Now, these strong assertions were necessary, because the Corinthian church for all of their giftedness, for all of their ability, it seems were not a very loving people. They were prideful, and they were bickering and faction-ridden and even some were taking others to court. But honestly, the real issue here as we come to 1 Corinthians 13 is not the ancient Corinthian church. Those people all died a little less than two millennia ago, and that local church long, long ago, the lamp stand was removed from that church, and so that the local church ended.
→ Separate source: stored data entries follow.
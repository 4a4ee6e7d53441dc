//! Dry-run passes
//!
//! A tracer flies a throwaway copy of the bolt over a shared borrow of the
//! world, tallying who would be hit on each side. Monsters use the tally to
//! decide whether to fire; the player gets asked before hurting friends.

use serde::{Deserialize, Serialize};

use super::affect::AffectResult;
use super::bolt::{Bolt, ExecutionMode};
use super::walk::{BeamPass, WallOutcome, firer_side, redirect, walk};
use crate::geom::Coord;
use crate::resist::expected_after_armour;
use crate::world::{Actor, ActorId, Reflection, World};

/// Tally for one side of a tracer pass.
#[derive(Debug, Clone, Copy, PartialEq, Eq, Default, Serialize, Deserialize)]
pub struct TracerInfo {
    /// Actors the bolt would reach
    pub count: i32,
    /// Damage it would do, or hit dice for enchantments
    pub power: i32,
    pub hurt: i32,
    pub helped: i32,
    /// Fire regardless of what the tally says
    pub dont_stop: bool,
}

/// Everything a tracer learned.
#[derive(Debug, Clone, PartialEq, Eq)]
pub struct TracerReport {
    pub foe_info: TracerInfo,
    pub friend_info: TracerInfo,
    pub path: Vec<Coord>,
    pub end: Coord,
    pub blast: Vec<Coord>,
    /// Share of power, in percent, that must land on foes
    pub foe_ratio: i32,
}

impl TracerReport {
    pub fn friends_hurt(&self) -> bool {
        self.friend_info.hurt > 0
    }
}

/// Whether a monster should loose a bolt given its tracer report.
pub fn mons_should_fire(report: &TracerReport, smart: bool) -> bool {
    if report.foe_info.dont_stop {
        return true;
    }
    if report.foe_info.count == 0 {
        return false;
    }
    if !smart || report.friend_info.count == 0 {
        return true;
    }
    let total = report.foe_info.power + report.friend_info.power;
    report.foe_info.power >= report.foe_ratio * total / 100
}

struct TracerPass<'a> {
    world: &'a World,
}

impl TracerPass<'_> {
    fn expected_power(&self, bolt: &Bolt, actor: &dyn Actor) -> i32 {
        if bolt.is_enchantment() {
            return actor.hit_dice().max(1);
        }
        let raw = bolt.resist_damage(actor, bolt.damage.expected());
        expected_after_armour(
            actor.armour_class(),
            raw,
            bolt.ac_rule,
            self.world.config.proportional_ac_pass_permille,
        )
    }
}

impl BeamPass for TracerPass<'_> {
    fn world(&self) -> &World {
        self.world
    }

    fn wall(&mut self, _bolt: &mut Bolt, _c: Coord) -> WallOutcome {
        WallOutcome::Blocked
    }

    fn actor(&mut self, bolt: &mut Bolt, target: ActorId) -> AffectResult {
        let world = self.world;
        let Some(actor) = world.actor(target) else {
            return AffectResult::Ignored;
        };
        if bolt.times_hit(target) >= world.config.max_hits_per_target {
            return AffectResult::Ignored;
        }
        if bolt.is_harmless_to(actor) {
            bolt.record_hit(target);
            return AffectResult::Unaffected;
        }
        if let Some(source) = bolt.source
            && source != target
            && actor.is_invisible()
            && !world.can_perceive(source, target)
        {
            return AffectResult::Ignored;
        }
        // Only sure-fire reflection is predictable.
        if bolt.reflectable
            && !bolt.in_explosion_phase
            && actor.reflection() == Reflection::Always
            && bolt.reflections < world.config.max_reflections
        {
            let toward = redirect(bolt, world, target, None);
            return AffectResult::Reflected { toward };
        }

        let power = self.expected_power(bolt, actor);
        let friendly = firer_side(world, bolt.source)
            .is_some_and(|side| actor.attitude().is_aligned_with(side));
        let helpful = bolt.is_helpful();
        let info = if friendly {
            &mut bolt.friend_info
        } else {
            &mut bolt.foe_info
        };
        info.count += 1;
        info.power += power;
        if helpful {
            info.helped += 1;
        } else {
            info.hurt += 1;
        }
        bolt.record_hit(target);
        AffectResult::Hit { damage: power }
    }

    fn hit_range(&mut self, bolt: &Bolt) -> Option<i32> {
        bolt.range_used_on_hit(None)
    }
}

impl Bolt {
    /// Fly a copy of this bolt without touching anything, assuming the
    /// longest range the band allows.
    pub fn trace(&self, world: &World) -> TracerReport {
        self.trace_with_range(world, self.range + self.range_band)
    }

    /// Fly a copy over exactly `range` cells, as a real firing with that
    /// rolled range would.
    pub fn trace_with_range(&self, world: &World, range: i32) -> TracerReport {
        let mut copy = self.clone();
        copy.mode = ExecutionMode::Tracer;
        copy.range = range;
        let mut pass = TracerPass { world };
        let blast = walk(&mut copy, &mut pass);

        let summoned = self
            .source
            .and_then(|id| id.monster())
            .and_then(|id| world.monster(id))
            .is_some_and(|m| m.summoned);
        let foe_ratio = if summoned {
            world.config.summoned_foe_ratio
        } else {
            world.config.foe_ratio
        };

        TracerReport {
            foe_info: copy.foe_info,
            friend_info: copy.friend_info,
            path: copy.path_taken,
            end: copy.pos,
            blast,
            foe_ratio,
        }
    }
}
//! Fire storm and hellfire burst

use sb_rng::{GameRng, calc_dice};

use super::{SpellResult, caster_pos};
use crate::beam::{BeamFlavour, Bolt, ExplosionSpec, Prompt, monster_fire, player_fire};
use crate::geom::Coord;
use crate::world::{ActorId, CloudKind, LosMode, MapOracle, World};

/// A great blast of fire at `target` that leaves flames behind.
pub fn fire_storm(
    world: &mut World,
    rng: &mut GameRng,
    caster: ActorId,
    power: i32,
    target: Coord,
    prompt: &mut dyn Prompt,
) -> SpellResult {
    let Some(origin) = caster_pos(world, caster) else {
        return SpellResult::new();
    };
    if !world.can_see(origin, target, LosMode::Normal) {
        return SpellResult::no_target("You can't see there.");
    }

    let radius = 2 + i32::from(rng.rn2(power) > 75);
    let damage = calc_dice(8, 5 + power, rng);
    let spec = ExplosionSpec::new(radius).leaving(CloudKind::Fire);
    let mut bolt = Bolt::explosion("great blast of fire", BeamFlavour::Lava, target, spec)
        .with_damage(damage)
        .fired_by(caster);
    tracing::debug!(%target, radius, %damage, "fire storm");

    let mut result = SpellResult::new();
    match caster {
        ActorId::Player => {
            result.absorb(player_fire(&mut bolt, world, rng, prompt));
        }
        ActorId::Monster(mid) => {
            let (_, outcome) = monster_fire(&mut bolt, mid, world, rng);
            match outcome {
                Some(outcome) => result.absorb(outcome),
                None => return SpellResult::aborted(),
            }
        }
    }
    result
}

/// A small burst of hellfire around `target`.
pub fn hellfire_burst(
    world: &mut World,
    rng: &mut GameRng,
    caster: ActorId,
    power: i32,
    target: Coord,
) -> SpellResult {
    let damage = calc_dice(3, 3 + power / 2, rng);
    let mut bolt = Bolt::explosion(
        "burst of hellfire",
        BeamFlavour::Hellfire,
        target,
        ExplosionSpec::new(1),
    )
    .with_damage(damage)
    .fired_by(caster);
    let mut result = SpellResult::new();
    result.absorb(bolt.fire(world, rng));
    result
}
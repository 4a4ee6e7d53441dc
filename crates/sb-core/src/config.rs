//! Engine tunables
//!
//! Balance knobs for the beam engine and artefact generator. Loaded from an
//! rc-style file (`OPTIONS=key:value,...`) or from JSON.

use std::path::Path;

use serde::{Deserialize, Serialize};

use crate::errors::ConfigError;

#[derive(Debug, Clone, PartialEq, Eq, Serialize, Deserialize)]
#[serde(default)]
pub struct EngineConfig {
    /// How many times a single bolt may affect the same actor.
    pub max_hits_per_target: u32,
    pub max_bounces: u32,
    pub max_reflections: u32,
    pub max_explosion_radius: i32,
    /// Omnireflect succeeds with chance `SH / (SH + reflect_denominator)`.
    pub reflect_denominator: i32,
    pub randart_reroll_cap: u32,
    /// Percent of tracer power that must land on foes before a smart
    /// monster fires.
    pub foe_ratio: i32,
    /// Same, for hostile summons that nominally fight for the player.
    pub summoned_foe_ratio: i32,
    pub los_radius: i32,
    /// Per-mille chance that one damage point passes one point of AC under
    /// the proportional rule.
    pub proportional_ac_pass_permille: i32,
}

impl Default for EngineConfig {
    fn default() -> Self {
        Self {
            max_hits_per_target: 2,
            max_bounces: 3,
            max_reflections: 3,
            max_explosion_radius: 9,
            reflect_denominator: 20,
            randart_reroll_cap: 500,
            foe_ratio: 80,
            summoned_foe_ratio: 25,
            los_radius: 8,
            proportional_ac_pass_permille: 970,
        }
    }
}

impl EngineConfig {
    /// Load options from a config file
    pub fn load_from_file(path: &Path) -> Result<Self, ConfigError> {
        let contents =
            std::fs::read_to_string(path).map_err(|e| ConfigError::Io(e.to_string()))?;

        if path.extension().is_some_and(|ext| ext == "json") {
            Self::from_json(&contents)
        } else {
            Self::parse_config(&contents)
        }
    }

    pub fn from_json(contents: &str) -> Result<Self, ConfigError> {
        let config: Self =
            serde_json::from_str(contents).map_err(|e| ConfigError::Parse(e.to_string()))?;
        config.validate()?;
        Ok(config)
    }

    pub fn to_json(&self) -> Result<String, ConfigError> {
        serde_json::to_string_pretty(self).map_err(|e| ConfigError::Parse(e.to_string()))
    }

    /// Parse options from rc text. Lines starting with `#` are comments.
    pub fn parse_config(contents: &str) -> Result<Self, ConfigError> {
        let mut config = Self::default();

        for line in contents.lines() {
            let line = line.trim();

            if line.is_empty() || line.starts_with('#') {
                continue;
            }

            match line.strip_prefix("OPTIONS=") {
                Some(opts) => {
                    for opt in opts.split(',') {
                        let opt = opt.trim();
                        if !opt.is_empty() {
                            config.parse_option(opt)?;
                        }
                    }
                }
                None => return Err(ConfigError::Parse(line.to_string())),
            }
        }

        config.validate()?;
        Ok(config)
    }

    fn parse_option(&mut self, opt: &str) -> Result<(), ConfigError> {
        let (key, value) = opt
            .split_once(':')
            .or_else(|| opt.split_once('='))
            .ok_or_else(|| ConfigError::MissingValue(opt.to_string()))?;
        let (key, value) = (key.trim(), value.trim());

        let invalid = || ConfigError::InvalidValue(key.to_string(), value.to_string());
        let as_u32 = || value.parse::<u32>().map_err(|_| invalid());
        let as_i32 = || value.parse::<i32>().map_err(|_| invalid());

        match key {
            "max_hits_per_target" => self.max_hits_per_target = as_u32()?,
            "max_bounces" => self.max_bounces = as_u32()?,
            "max_reflections" => self.max_reflections = as_u32()?,
            "max_explosion_radius" => self.max_explosion_radius = as_i32()?,
            "reflect_denominator" => self.reflect_denominator = as_i32()?,
            "randart_reroll_cap" => self.randart_reroll_cap = as_u32()?,
            "foe_ratio" => self.foe_ratio = as_i32()?,
            "summoned_foe_ratio" => self.summoned_foe_ratio = as_i32()?,
            "los_radius" => self.los_radius = as_i32()?,
            "proportional_ac_pass_permille" => self.proportional_ac_pass_permille = as_i32()?,
            _ => return Err(ConfigError::UnknownOption(key.to_string())),
        }
        Ok(())
    }

    fn validate(&self) -> Result<(), ConfigError> {
        let bad = |name: &str, value: i64| {
            Err(ConfigError::InvalidValue(name.to_string(), value.to_string()))
        };
        if !(0..=9).contains(&self.max_explosion_radius) {
            return bad("max_explosion_radius", self.max_explosion_radius.into());
        }
        if self.max_hits_per_target == 0 {
            return bad("max_hits_per_target", 0);
        }
        if self.reflect_denominator <= 0 {
            return bad("reflect_denominator", self.reflect_denominator.into());
        }
        if !(0..=100).contains(&self.foe_ratio) {
            return bad("foe_ratio", self.foe_ratio.into());
        }
        if !(0..=100).contains(&self.summoned_foe_ratio) {
            return bad("summoned_foe_ratio", self.summoned_foe_ratio.into());
        }
        if !(0..=1000).contains(&self.proportional_ac_pass_permille) {
            return bad(
                "proportional_ac_pass_permille",
                self.proportional_ac_pass_permille.into(),
            );
        }
        if self.randart_reroll_cap == 0 {
            return bad("randart_reroll_cap", 0);
        }
        Ok(())
    }
}

#[cfg(test)]
mod tests {
    use super::*;

    #[test]
    fn test_default_config() {
        let config = EngineConfig::default();
        assert_eq!(config.foe_ratio, 80);
        assert_eq!(config.max_explosion_radius, 9);
        assert_eq!(config.randart_reroll_cap, 500);
    }

    #[test]
    fn test_parse_options() {
        let text = "# engine tuning\nOPTIONS=max_bounces:5, foe_ratio=50\n\nOPTIONS=los_radius:7";
        let config = EngineConfig::parse_config(text).unwrap();
        assert_eq!(config.max_bounces, 5);
        assert_eq!(config.foe_ratio, 50);
        assert_eq!(config.los_radius, 7);
        assert_eq!(config.max_hits_per_target, 2);
    }

    #[test]
    fn test_unknown_option() {
        let err = EngineConfig::parse_config("OPTIONS=colour:red").unwrap_err();
        assert_eq!(err, ConfigError::UnknownOption("colour".to_string()));
    }

    #[test]
    fn test_invalid_value() {
        let err = EngineConfig::parse_config("OPTIONS=max_bounces:lots").unwrap_err();
        assert!(matches!(err, ConfigError::InvalidValue(..)));
        let err = EngineConfig::parse_config("OPTIONS=max_explosion_radius:12").unwrap_err();
        assert!(matches!(err, ConfigError::InvalidValue(..)));
    }

    #[test]
    fn test_missing_value() {
        let err = EngineConfig::parse_config("OPTIONS=foe_ratio").unwrap_err();
        assert_eq!(err, ConfigError::MissingValue("foe_ratio".to_string()));
    }

    #[test]
    fn test_stray_line_rejected() {
        assert!(matches!(
            EngineConfig::parse_config("BIND=g:pickup"),
            Err(ConfigError::Parse(_))
        ));
    }

    #[test]
    fn test_json_roundtrip() {
        let mut config = EngineConfig::default();
        config.max_reflections = 1;
        let json = config.to_json().unwrap();
        let back = EngineConfig::from_json(&json).unwrap();
        assert_eq!(config, back);
    }

    #[test]
    fn test_json_partial_uses_defaults() {
        let config = EngineConfig::from_json(r#"{ "foe_ratio": 60 }"#).unwrap();
        assert_eq!(config.foe_ratio, 60);
        assert_eq!(config.max_bounces, 3);
    }
}
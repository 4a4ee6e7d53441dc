//! Shatter

use sb_rng::{DiceDef, GameRng};

use super::{SpellResult, caster_pos, cells_in_view, harm};
use crate::item::ItemKind;
use crate::world::{ActorId, Feature, MapOracle, Material, Statuses, Transformation, World};

const SHATTER_NOISE: i32 = 30;

/// Dice a shattering blast rolls against a body.
///
/// Brittle and heavy bodies take more dice; liquid bodies take one small
/// die, insubstantial ones nothing.
pub fn shatter_dice(material: Material, flies: bool, statuses: &Statuses, pow: i32) -> DiceDef {
    let size = 5 + pow / 3;
    let num = if material == Material::Insubstantial {
        0
    } else if statuses.is_petrified() {
        6
    } else if statuses.is_petrifying() {
        4
    } else {
        match material {
            Material::Stone | Material::Crystal | Material::Bone => 6,
            Material::Metal | Material::Silver | Material::Ice => 4,
            Material::Liquid => return DiceDef::new(1, size / 2),
            _ if flies => 1,
            _ => 3,
        }
    };
    DiceDef::new(num, size)
}

/// Dice a monster's own shatter rolls against itself and its allies.
pub fn shatter_self_dice(pow: i32) -> DiceDef {
    DiceDef::new(3, 5 + pow / 3)
}

/// Percent chance a shattering blast brings down `feature`.
pub fn shatter_wall_chance(feature: Feature, pow: i32) -> i32 {
    match feature {
        Feature::ClosedDoor | Feature::OpenDoor | Feature::SecretDoor | Feature::Grate => 100,
        Feature::MetalWall => pow / 10,
        Feature::GraniteStatue | Feature::OrcishIdol | Feature::CrystalWall => 50,
        Feature::StoneWall | Feature::ClearStoneWall => pow / 6,
        Feature::RockWall | Feature::ClearRockWall | Feature::WaxWall => pow / 4,
        _ => 0,
    }
}

/// A shock wave centred on the caster: brittle bodies, potions and walls
/// nearby crack apart.
pub fn shatter(
    world: &mut World,
    rng: &mut GameRng,
    caster: ActorId,
    power: i32,
) -> SpellResult {
    let mut result = SpellResult::new();
    let Some(centre) = caster_pos(world, caster) else {
        return result;
    };
    let radius = 3 + power / 50;
    let cells = cells_in_view(world, centre, radius);
    result.say("The dungeon rumbles!");
    result.noise = SHATTER_NOISE;

    let mut broken_potions = 0;
    for &c in &cells {
        for id in world.items.items_at(c) {
            let is_potion = world
                .items
                .get(id)
                .is_some_and(|item| matches!(item.kind(), ItemKind::Potion(_)));
            if is_potion && !rng.one_in(10) {
                world.items.remove(id);
                broken_potions += 1;
            }
        }
    }

    // A monster caster is caught in its own blast along with its friends,
    // though more lightly than its enemies.
    let caster_side = world.actor(caster).map(|a| a.attitude());
    let victims: Vec<ActorId> = cells
        .iter()
        .filter_map(|&c| world.actor_at(c))
        .filter(|&id| !(caster.is_player() && id.is_player()))
        .collect();
    for id in victims {
        let Some((dice, ac)) = world.actor(id).map(|a| {
            let mut dice = shatter_dice(a.material(), a.flies(), a.statuses(), power);
            let own_side = id == caster
                || caster_side.is_some_and(|side| a.attitude().is_aligned_with(side));
            if !caster.is_player() && own_side {
                let light = shatter_self_dice(power);
                dice = DiceDef::new(dice.num.min(light.num), light.size);
            }
            (dice, a.armour_class())
        }) else {
            continue;
        };
        if dice.num <= 0 {
            continue;
        }
        let damage = dice.roll(rng) - rng.rn2(ac);
        tracing::trace!(?id, %dice, damage, "shatter");
        if damage > 0 {
            harm(world, &mut result, caster, id, damage);
        }
    }

    let mut toppled = 0;
    for &c in &cells {
        let chance = shatter_wall_chance(world.feature_at(c), power);
        if chance > 0 && rng.x_chance_in_y(chance, 100) {
            world.set_feature(c, Feature::Floor);
            toppled += 1;
        }
    }
    if toppled > 0 {
        result.say("Ka-crash!");
    }

    if caster.is_player() {
        let self_damage = match world.player.transformation {
            Transformation::Statue => 15 + rng.random2avg(power / 5, 4),
            Transformation::IceBeast => 10 + rng.random2avg(power / 5, 4) / 2,
            _ => 0,
        };
        if self_damage > 0 {
            result.say("Argh!");
            harm(world, &mut result, caster, ActorId::Player, self_damage);
        }
    }

    tracing::debug!(radius, broken_potions, toppled, "shatter");
    result
}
What we have instead are the timeless words that the Holy Spirit moved the apostle Paul to write that stand over every generation of Christians, has stood over 20 centuries of Christians to teach us what love is. So the real issue is not what were the Corinthians like, but what are we like? And frankly, for each of us individually, as we come to it, it's what am I like? What am I like? That's the point of all the sermons that I plan to preach and that I'm going to preach today in 1 Corinthians 13.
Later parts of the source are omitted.